Sin embargo, por alguna razón, el entusiasmo nacional nunca llegó a nuestros salones de clase. Los profesores, atrapados por estrictos programas y gruesos y aburridos libros de texto, parecían ignorar el mundo exterior. Pese a los millones de dólares invertidos en la exploración del espacio, a la obvia fascinación con el espacio que hizo de Star Trek nuestro programa de televisión preferido y a la curiosidad innata del hombre por lo desconocido, el universo nunca fue prioridad en los planes de enseñanza.
Es más, las salidas pedagógicas al Museo Americano de Historia Natural en Nueva York no incluían una visita al vecino Planetario Hayden. Y, por la década de los setenta, cuando el planetario se modernizó y tenía un programa a medianoche amenizado con la música de Pink Floyd, mi atención no se fijaba propiamente en entender la diferencia entre el Gran Cucharón y el Pequeño Cucharón—las cuales supe, con gran sorpresa, no eran constelaciones sino figuras más pequeñas denominadas asterismos. Obviamente, y al igual que muchos estadounidenses, no sabía mayor cosa sobre el espacio. El cosmos era un lugar reservado para aquellos señores—y todos eran señores—en batas de laboratorio blancas que sabían exactamente “para qué servía la regla de cálculo.”
Es un triste análisis acerca de mis años escolares y de mi educación en general, pero estoy seguro de no ser una excepción.
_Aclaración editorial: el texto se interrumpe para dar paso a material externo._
//! Reads the tracked share link from Home Assistant and writes the order
//! status back.

use tracing::info;

use crate::home_assistant::{HomeAssistantError, StateStore};
use crate::ubereats::OrderStatus;

/// Entity ids the bridge reads and writes.
#[derive(Debug, Clone)]
pub struct Entities {
    /// Sensor that receives the status label.
    pub sensor: String,
    /// `input_text` holding the share link.
    pub url: String,
}

pub struct StateBridge<'a, S: StateStore> {
    store: &'a S,
    entities: &'a Entities,
}

impl<'a, S: StateStore> StateBridge<'a, S> {
    pub fn new(store: &'a S, entities: &'a Entities) -> Self {
        Self { store, entities }
    }

    pub async fn read_tracked_link(&self) -> Result<String, HomeAssistantError> {
        Ok(self.store.get_state(&self.entities.url).await?.state)
    }

    pub async fn write_status(&self, status: &OrderStatus) -> Result<(), HomeAssistantError> {
        self.store
            .set_state(&self.entities.sensor, status.label())
            .await?;
        info!("Updated sensor with status: {status}");
        Ok(())
    }

    /// Empty the URL entity once the order is delivered. Returns whether a
    /// write happened.
    pub async fn clear_link_if_delivered(
        &self,
        status: &OrderStatus,
    ) -> Result<bool, HomeAssistantError> {
        if !status.is_delivered() {
            return Ok(false);
        }
        self.store.set_state(&self.entities.url, "").await?;
        info!("Cleared Uber Eats URL after delivery.");
        Ok(true)
    }
}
Al igual que con otros tópicos que he cubierto en la serie ¿Qué Sé Yo?, los temas del espacio y la astronomía le resultan fascinantes a la mayoría de las personas que tienen una curiosidad básica acerca del universo. Como nación somos “Astronómicamente Ignorantes” en toda la extensión de la expresión. Los libros de texto escritos por profesores y académicos para ser entendidos por otros profesores y otros académicos nos dejaron confundidos y tristes. La inadecuada educacion, la confusión de los medios de comunicación y los mitos de Hollywood han contribuido en buena medida a esta situación. Esta ignorancia celestial es sorprendente, porque la fascinante historia del espacio y del universo no se reduce a física y cohetes. Es, básicamente, una historia humana.
Después de todo, la ciencia comenzó cuando las personas empezaron a mirar el Sol, la Luna y las estrellas y empezaron a hacerse preguntas. ¿Para dónde se iba el sol por las noches y por qué volvía a aparecer por las mañanas? ¿Por qué se movían las estrellas de una manera tan predecible en el firmamento? ¿Por qué era tan regular el movimiento de la Luna? ¿Qué relación había entre las mareasy y la Luna? ¿Y qué tenía esto que ver con el ciclo de fertilidad de las mujeres?